Saved data entries

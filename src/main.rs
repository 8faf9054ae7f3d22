use dvecsim::{QReg, SimResult};
use std::process::ExitCode;
use std::time::Instant;

fn main() -> ExitCode {
    let Some(arg) = std::env::args().nth(1) else {
        eprintln!("Usage: dvecsim <n_qubits>");
        return ExitCode::FAILURE;
    };
    let n: usize = match arg.parse() {
        Ok(n) => n,
        Err(_) => {
            eprintln!("Invalid qubit count '{arg}': expected a positive integer");
            return ExitCode::FAILURE;
        }
    };

    match run(n) {
        Ok(()) => ExitCode::SUCCESS,
        Err(e) => {
            eprintln!("fatal: {e}");
            ExitCode::FAILURE
        }
    }
}

fn run(n: usize) -> SimResult<()> {
    println!("dvecsim - dense state-vector gate simulator\n");

    let t0 = Instant::now();
    let q = QReg::zero(n)?;
    let setup = t0.elapsed();

    // GHZ preparation: H on qubit 0, then a CNOT chain up the register
    let t0 = Instant::now();
    let mut q = q.h(0)?;
    for i in 0..n - 1 {
        q = q.cnot(i, i + 1)?;
    }
    let gates = t0.elapsed();

    println!(
        "{:2} qubits ({:>8} amps): setup {:>8.2?}, gates {:>8.2?} (H + {} CNOTs)",
        n,
        q.dim(),
        setup,
        gates,
        n - 1,
    );
    println!("state = {q}");

    // Full amplitude dump for registers small enough to read
    if q.dim() <= 32 {
        println!();
        for (i, amp) in q.amplitudes().iter().enumerate() {
            println!("{i:>3}: real {:+.6}  imag {:+.6}", amp.re, amp.im);
        }
    }
    Ok(())
}
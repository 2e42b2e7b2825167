use std::fs;

use anyhow::{Context, Result};
use headless_chrome::protocol::cdp::Network::CookieParam;
use serde::{Deserialize, Serialize};

/// Pre-captured authentication state for the marketplace site, in the
/// `storage_state` JSON layout (cookies + origins). Supplied externally,
/// restored verbatim into a browsing context, never mutated here.
#[derive(Debug, Clone, Default, Serialize, Deserialize)]
pub struct AuthSnapshot {
    #[serde(default)]
    pub cookies: Vec<CookieParam>,
    #[serde(default)]
    pub origins: Vec<serde_json::Value>,
}

impl AuthSnapshot {
    pub fn load(path: &str) -> Result<Self> {
        let raw = fs::read_to_string(path)
            .with_context(|| format!("reading auth state file {path}"))?;
        serde_json::from_str(&raw).with_context(|| format!("parsing auth state file {path}"))
    }

    pub fn is_empty(&self) -> bool {
        self.cookies.is_empty()
    }
}

#[cfg(test)]
mod tests {
    use super::*;
    use headless_chrome::protocol::cdp::Network::CookieSameSite;

    const SAMPLE: &str = r#"{
        "cookies": [
            {"name": "datr", "value": "xxx", "domain": ".facebook.com", "path": "/",
             "expires": 1805640586, "httpOnly": true, "secure": true, "sameSite": "None"},
            {"name": "c_user", "value": "xxx", "domain": ".facebook.com", "path": "/",
             "expires": 1802616603, "httpOnly": false, "secure": true, "sameSite": "None"}
        ],
        "origins": []
    }"#;

    #[test]
    fn storage_state_json_maps_onto_driver_cookies() {
        let snapshot: AuthSnapshot = serde_json::from_str(SAMPLE).unwrap();
        assert_eq!(snapshot.cookies.len(), 2);
        assert!(!snapshot.is_empty());

        let datr = &snapshot.cookies[0];
        assert_eq!(datr.name, "datr");
        assert_eq!(datr.domain.as_deref(), Some(".facebook.com"));
        assert_eq!(datr.http_only, Some(true));
        assert_eq!(datr.same_site, Some(CookieSameSite::None));
    }

    #[test]
    fn missing_sections_default_to_empty() {
        let snapshot: AuthSnapshot = serde_json::from_str("{}").unwrap();
        assert!(snapshot.is_empty());
        assert!(snapshot.origins.is_empty());
    }
}
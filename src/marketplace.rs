use std::sync::Arc;
use std::thread;
use std::time::{Duration, Instant};

use headless_chrome::browser::context::Context;
use headless_chrome::{Browser, Tab};
use serde::{Deserialize, Serialize};
use tracing::{debug, info, warn};
use utoipa::ToSchema;

use crate::config::Config;
use crate::error::ScrapeError;

const NAVIGATION_TIMEOUT: Duration = Duration::from_secs(60);
/// Client-side rendering needs a moment after load before the listing
/// anchors exist in the DOM.
const RENDER_SETTLE: Duration = Duration::from_secs(4);
pub(crate) const MAX_LINKS_PER_CITY: usize = 25;

const ITEM_LINKS_JS: &str = r#"
(() => {
    const anchors = Array.from(document.querySelectorAll("a[href*='/marketplace/item']"));
    return JSON.stringify(anchors.map(a => a.getAttribute('href')).filter(h => h));
})()
"#;

#[derive(Debug, Serialize, Deserialize, Clone, ToSchema)]
pub struct MarketplaceLink {
    pub city: String,
    pub link: String,
}

#[derive(Debug, Serialize, Deserialize, Clone, ToSchema)]
pub struct MarketplaceScrape {
    pub status: String,
    pub cities: usize,
    pub total_items: usize,
    pub time_seconds: f64,
    pub data: Vec<MarketplaceLink>,
}

/// Collect item links for every configured city inside one isolated,
/// pre-authenticated context on the shared engine. A synchronous,
/// self-contained unit of work: cities are visited sequentially, all
/// pages are closed on every path, pacing bookkeeping is the caller's
/// job.
pub fn extract(browser: &Browser, config: &Config) -> Result<MarketplaceScrape, ScrapeError> {
    let started = Instant::now();
    let context = browser.new_context()?;
    let mut pages: Vec<(String, Arc<Tab>)> = Vec::new();

    let outcome = visit_cities(&context, config, &mut pages);
    for (_, tab) in &pages {
        if let Err(e) = tab.close(true) {
            debug!("marketplace tab close failed: {e}");
        }
    }
    let data = outcome?;

    info!(
        "collected {} marketplace links across {} cities",
        data.len(),
        config.cities.len()
    );
    Ok(MarketplaceScrape {
        status: "ok".to_string(),
        cities: config.cities.len(),
        total_items: data.len(),
        time_seconds: round2(started.elapsed().as_secs_f64()),
        data,
    })
}

fn visit_cities(
    context: &Context<'_>,
    config: &Config,
    pages: &mut Vec<(String, Arc<Tab>)>,
) -> Result<Vec<MarketplaceLink>, ScrapeError> {
    if config.auth_state.is_empty() {
        warn!("auth snapshot is empty, marketplace pages will load unauthenticated");
    }

    // Open one page per city up front so they render in parallel while
    // we walk them sequentially afterwards.
    let mut authed = false;
    for city in &config.cities {
        let tab = context.new_tab()?;
        pages.push((city.clone(), tab.clone()));

        // Cookies are context-wide; restoring them once is enough.
        if !authed && !config.auth_state.is_empty() {
            tab.set_cookies(config.auth_state.cookies.clone())?;
            authed = true;
        }

        tab.set_default_timeout(NAVIGATION_TIMEOUT);
        let url = city_url(city);
        let navigated = tab
            .navigate_to(&url)
            .and_then(|t| t.wait_until_navigated())
            .map(|_| ());
        if let Err(e) = navigated {
            let err = ScrapeError::NavigationTimeout {
                url,
                reason: e.to_string(),
            };
            if config.marketplace_abort_on_city_failure {
                return Err(err);
            }
            warn!("skipping {city}: {err}");
        }
    }

    let mut links = Vec::new();
    for (city, tab) in pages.iter() {
        thread::sleep(RENDER_SETTLE);
        match harvest_links(tab) {
            Ok(hrefs) => links.extend(capped_city_links(city, hrefs)),
            Err(e) if !config.marketplace_abort_on_city_failure => {
                warn!("link harvest failed for {city}: {e}");
            }
            Err(e) => return Err(e),
        }
    }
    Ok(links)
}

fn harvest_links(tab: &Arc<Tab>) -> Result<Vec<String>, ScrapeError> {
    let evaluated = tab.evaluate(ITEM_LINKS_JS, false)?;
    let raw = match evaluated.value {
        Some(serde_json::Value::String(raw)) => raw,
        _ => {
            return Err(ScrapeError::ElementLookup(
                "marketplace item anchors not readable".to_string(),
            ))
        }
    };
    serde_json::from_str(&raw).map_err(|e| {
        ScrapeError::ElementLookup(format!("marketplace anchor payload malformed: {e}"))
    })
}

pub(crate) fn capped_city_links(city: &str, hrefs: Vec<String>) -> Vec<MarketplaceLink> {
    hrefs
        .into_iter()
        .take(MAX_LINKS_PER_CITY)
        .map(|link| MarketplaceLink {
            city: city.to_string(),
            link,
        })
        .collect()
}

pub(crate) fn city_url(city: &str) -> String {
    format!("https://www.facebook.com/marketplace/{city}")
}

fn round2(value: f64) -> f64 {
    (value * 100.0).round() / 100.0
}
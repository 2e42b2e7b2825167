use std::env;
use std::time::Duration;

use crate::auth::AuthSnapshot;

/// Search page for recent private-seller listings around Spanish, ON.
const DEFAULT_AUTOTRADER_URL: &str = "https://www.autotrader.ca/lst\
?atype=C&custtype=P&cy=CA&damaged_listing=exclude\
&desc=1&lat=46.20007&lon=-82.34984\
&offer=U&size=40&sort=age&ustate=N,U\
&zip=Spanish,%20ON&zipr=1000";

const DEFAULT_CITIES: &[&str] = &[
    "London",
    "Toronto",
    "Barrie",
    "Sudbury",
    "Sault Ste. Marie",
    "Timmins",
    "Windsor",
];

/// Static runtime configuration, read once at startup from the
/// environment (with `.env` support) and passed around by reference.
#[derive(Debug, Clone)]
pub struct Config {
    /// Lower bound of the human-like delay imposed after every scrape.
    pub min_delay: Duration,
    /// Upper bound of the human-like delay.
    pub max_delay: Duration,
    /// Operations allowed against one browser process before recycling it.
    pub max_scrapes_per_browser: u32,
    /// Rest period after a recycle or a suspected block.
    pub cooldown_on_block: Duration,
    pub autotrader_url: String,
    pub cities: Vec<String>,
    pub auth_state: AuthSnapshot,
    /// true = any city page failure aborts the whole marketplace batch;
    /// false = log, skip the city, keep partial results.
    pub marketplace_abort_on_city_failure: bool,
    pub port: u16,
}

impl Config {
    pub fn from_env() -> Self {
        let min_secs = env_u64("MIN_DELAY", 5);
        let mut max_secs = env_u64("MAX_DELAY", 10);
        if max_secs < min_secs {
            eprintln!(
                "⚠️ MAX_DELAY ({max_secs}s) below MIN_DELAY ({min_secs}s), clamping"
            );
            max_secs = min_secs;
        }

        let auth_state = match env::var("AUTH_STATE_PATH") {
            Ok(path) => match AuthSnapshot::load(&path) {
                Ok(snapshot) => snapshot,
                Err(e) => {
                    eprintln!("⚠️ Failed to load auth state from {path}: {e}");
                    AuthSnapshot::default()
                }
            },
            Err(_) => AuthSnapshot::default(),
        };

        Self {
            min_delay: Duration::from_secs(min_secs),
            max_delay: Duration::from_secs(max_secs),
            max_scrapes_per_browser: env_u64("MAX_SCRAPES_PER_BROWSER", 6) as u32,
            cooldown_on_block: Duration::from_secs(env_u64("COOLDOWN_ON_BLOCK", 45)),
            autotrader_url: env::var("AUTOTRADER_URL")
                .unwrap_or_else(|_| DEFAULT_AUTOTRADER_URL.to_string()),
            cities: env::var("MARKETPLACE_CITIES")
                .map(|raw| parse_city_list(&raw))
                .unwrap_or_else(|_| default_cities()),
            auth_state,
            marketplace_abort_on_city_failure: env::var("MARKETPLACE_ABORT_ON_CITY_FAILURE")
                .ok()
                .and_then(|v| v.parse().ok())
                .unwrap_or(true),
            port: env::var("PORT")
                .ok()
                .and_then(|v| v.parse().ok())
                .unwrap_or(3000),
        }
    }
}

fn env_u64(key: &str, default: u64) -> u64 {
    env::var(key)
        .ok()
        .and_then(|v| v.parse().ok())
        .unwrap_or(default)
}

fn default_cities() -> Vec<String> {
    DEFAULT_CITIES.iter().map(|c| c.to_string()).collect()
}

fn parse_city_list(raw: &str) -> Vec<String> {
    let cities: Vec<String> = raw
        .split(',')
        .map(str::trim)
        .filter(|c| !c.is_empty())
        .map(str::to_string)
        .collect();
    if cities.is_empty() {
        default_cities()
    } else {
        cities
    }
}

#[cfg(test)]
mod tests {
    use super::*;

    #[test]
    fn city_list_is_trimmed_and_filtered() {
        let cities = parse_city_list("London, Toronto ,, Barrie ");
        assert_eq!(cities, vec!["London", "Toronto", "Barrie"]);
    }

    #[test]
    fn empty_city_list_falls_back_to_defaults() {
        assert_eq!(parse_city_list(" , ,"), default_cities());
        assert_eq!(default_cities().len(), 7);
    }

    #[test]
    fn default_target_is_a_listing_search_url() {
        assert!(DEFAULT_AUTOTRADER_URL.starts_with("https://www.autotrader.ca/lst"));
        assert!(DEFAULT_AUTOTRADER_URL.contains("size=40"));
    }
}
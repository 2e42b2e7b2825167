use tokio::time::sleep;
use tracing::{debug, warn};

use crate::config::Config;
use crate::engine::EngineHandle;
use crate::error::ScrapeError;
use crate::pacer::SessionPacer;

/// Single owner of the browser handle and the pacing state. Lives in the
/// shared app state behind a mutex, so extractions are serviced one at a
/// time and never race on a restart.
pub struct SessionManager {
    pub engine: EngineHandle,
    pacer: SessionPacer,
}

impl SessionManager {
    pub fn new(config: &Config) -> Self {
        Self {
            engine: EngineHandle::new(),
            pacer: SessionPacer::new(config),
        }
    }

    /// Eagerly launch the browser (normally it starts lazily on the
    /// first scrape).
    pub fn start(&mut self) -> Result<(), ScrapeError> {
        self.engine.ensure_started()?;
        Ok(())
    }

    /// Recycle the browser process and zero the operation counter. A
    /// relaunch failure is only logged; the next operation will try
    /// again from scratch.
    pub fn restart(&mut self) {
        self.engine.shut_down();
        self.pacer.reset();
        if let Err(e) = self.engine.ensure_started() {
            warn!("browser relaunch during restart failed: {e}");
        }
        println!("🔄 Browser restarted");
    }

    /// Pacing bookkeeping after every extraction, on success and failure
    /// alike: jittered rest, and a recycle + cooldown when the scrape
    /// limit is reached or the operation looked blocked.
    pub async fn complete_operation(&mut self, success: bool) {
        let directive = self.pacer.record(success);
        debug!(
            "pacer: count={} delay={:?} restart={}",
            self.pacer.scrape_count(),
            directive.delay,
            directive.restart
        );
        sleep(directive.delay).await;

        if directive.restart {
            println!("⚠️ Scrape limit reached or block suspected, cooling down…");
            self.restart();
            if let Some(cooldown) = directive.cooldown {
                sleep(cooldown).await;
            }
        }
    }

    pub fn shutdown(&mut self) {
        self.engine.shut_down();
    }
}
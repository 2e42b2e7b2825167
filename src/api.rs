use std::collections::BTreeMap;
use std::sync::Arc;

use axum::extract::State;
use axum::http::StatusCode;
use axum::response::{IntoResponse, Response};
use axum::Json;
use serde::{Deserialize, Serialize};
use tokio::sync::Mutex;
use utoipa::ToSchema;

use crate::autotrader::AutotraderScrape;
use crate::config::Config;
use crate::marketplace::MarketplaceScrape;
use crate::pipeline;
use crate::session::SessionManager;

pub struct AppState {
    pub config: Config,
    pub session: Mutex<SessionManager>,
}

#[derive(Serialize, Deserialize, ToSchema)]
pub struct ServiceInfo {
    pub message: String,
    pub endpoints: BTreeMap<String, String>,
}

#[derive(Serialize, Deserialize, ToSchema)]
pub struct HealthResponse {
    pub status: String,
    pub service: String,
}

#[derive(Serialize, ToSchema)]
pub struct ErrorBody {
    pub detail: String,
}

/// Extraction failures surface as a single 503 with a detail string;
/// the defensive browser recycle has already happened downstream.
pub struct ApiError {
    status: StatusCode,
    detail: String,
}

impl ApiError {
    fn service_unavailable(detail: String) -> Self {
        Self {
            status: StatusCode::SERVICE_UNAVAILABLE,
            detail,
        }
    }
}

impl IntoResponse for ApiError {
    fn into_response(self) -> Response {
        (self.status, Json(ErrorBody { detail: self.detail })).into_response()
    }
}

#[utoipa::path(
    get,
    path = "/",
    tag = "service",
    responses((status = 200, description = "Service metadata", body = ServiceInfo))
)]
pub async fn service_info() -> Json<ServiceInfo> {
    let mut endpoints = BTreeMap::new();
    endpoints.insert("/health".to_string(), "GET - Service health".to_string());
    endpoints.insert(
        "/scrape_new_autotrader_listings".to_string(),
        "GET - Scrape new AutoTrader listings".to_string(),
    );
    endpoints.insert(
        "/scrape-marketplace".to_string(),
        "GET - Collect marketplace item links per city".to_string(),
    );
    Json(ServiceInfo {
        message: "Scraping API".to_string(),
        endpoints,
    })
}

#[utoipa::path(
    get,
    path = "/health",
    tag = "service",
    responses((status = 200, description = "Liveness probe", body = HealthResponse))
)]
pub async fn health_check() -> Json<HealthResponse> {
    Json(HealthResponse {
        status: "healthy".to_string(),
        service: "autotrader_scraper".to_string(),
    })
}

#[utoipa::path(
    get,
    path = "/scrape_new_autotrader_listings",
    tag = "scraper",
    responses(
        (status = 200, description = "One AutoTrader extraction cycle", body = AutotraderScrape),
        (status = 503, description = "Scrape failed; browser was recycled", body = ErrorBody)
    )
)]
pub async fn scrape_autotrader(
    State(state): State<Arc<AppState>>,
) -> Result<Json<AutotraderScrape>, ApiError> {
    let mut session = state.session.lock().await;
    pipeline::scrape_autotrader(&mut session, &state.config)
        .await
        .map(Json)
        .map_err(|e| ApiError::service_unavailable(format!("Autotrader scrape failed: {e}")))
}

#[utoipa::path(
    get,
    path = "/scrape-marketplace",
    tag = "scraper",
    responses(
        (status = 200, description = "Marketplace links for the configured city list", body = MarketplaceScrape),
        (status = 503, description = "Scrape failed; browser was recycled", body = ErrorBody)
    )
)]
pub async fn scrape_marketplace(
    State(state): State<Arc<AppState>>,
) -> Result<Json<MarketplaceScrape>, ApiError> {
    let mut session = state.session.lock().await;
    pipeline::scrape_marketplace(&mut session, &state.config)
        .await
        .map(Json)
        .map_err(|e| ApiError::service_unavailable(format!("Marketplace scrape failed: {e}")))
}

#[cfg(test)]
mod tests {
    use super::*;

    #[tokio::test]
    async fn health_check_is_pure_and_repeatable() {
        let first = health_check().await.0;
        let second = health_check().await.0;
        assert_eq!(first.status, "healthy");
        assert_eq!(first.service, "autotrader_scraper");
        assert_eq!(second.status, first.status);
        assert_eq!(second.service, first.service);
    }

    #[tokio::test]
    async fn service_info_lists_every_scrape_endpoint() {
        let info = service_info().await.0;
        assert_eq!(info.message, "Scraping API");
        assert!(info.endpoints.contains_key("/health"));
        assert!(info.endpoints.contains_key("/scrape_new_autotrader_listings"));
        assert!(info.endpoints.contains_key("/scrape-marketplace"));
    }
}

### YOUR GOAL
Look above for the line holding "pre-authenticated context on" and the line holding "let tab = context.new_tab()?;". Retype both, and every line between them, word for word and nothing else.

### SOLUTION TO THE EXERCISE
/// pre-authenticated context on the shared engine. A synchronous,
/// self-contained unit of work: cities are visited sequentially, all
/// pages are closed on every path, pacing bookkeeping is the caller's
/// job.
pub fn extract(browser: &Browser, config: &Config) -> Result<MarketplaceScrape, ScrapeError> {
    let started = Instant::now();
    let context = browser.new_context()?;
    let mut pages: Vec<(String, Arc<Tab>)> = Vec::new();

    let outcome = visit_cities(&context, config, &mut pages);
    for (_, tab) in &pages {
        if let Err(e) = tab.close(true) {
            debug!("marketplace tab close failed: {e}");
        }
    }
    let data = outcome?;

    info!(
        "collected {} marketplace links across {} cities",
        data.len(),
        config.cities.len()
    );
    Ok(MarketplaceScrape {
        status: "ok".to_string(),
        cities: config.cities.len(),
        total_items: data.len(),
        time_seconds: round2(started.elapsed().as_secs_f64()),
        data,
    })
}

fn visit_cities(
    context: &Context<'_>,
    config: &Config,
    pages: &mut Vec<(String, Arc<Tab>)>,
) -> Result<Vec<MarketplaceLink>, ScrapeError> {
    if config.auth_state.is_empty() {
        warn!("auth snapshot is empty, marketplace pages will load unauthenticated");
    }

    // Open one page per city up front so they render in parallel while
    // we walk them sequentially afterwards.
    let mut authed = false;
    for city in &config.cities {
        let tab = context.new_tab()?;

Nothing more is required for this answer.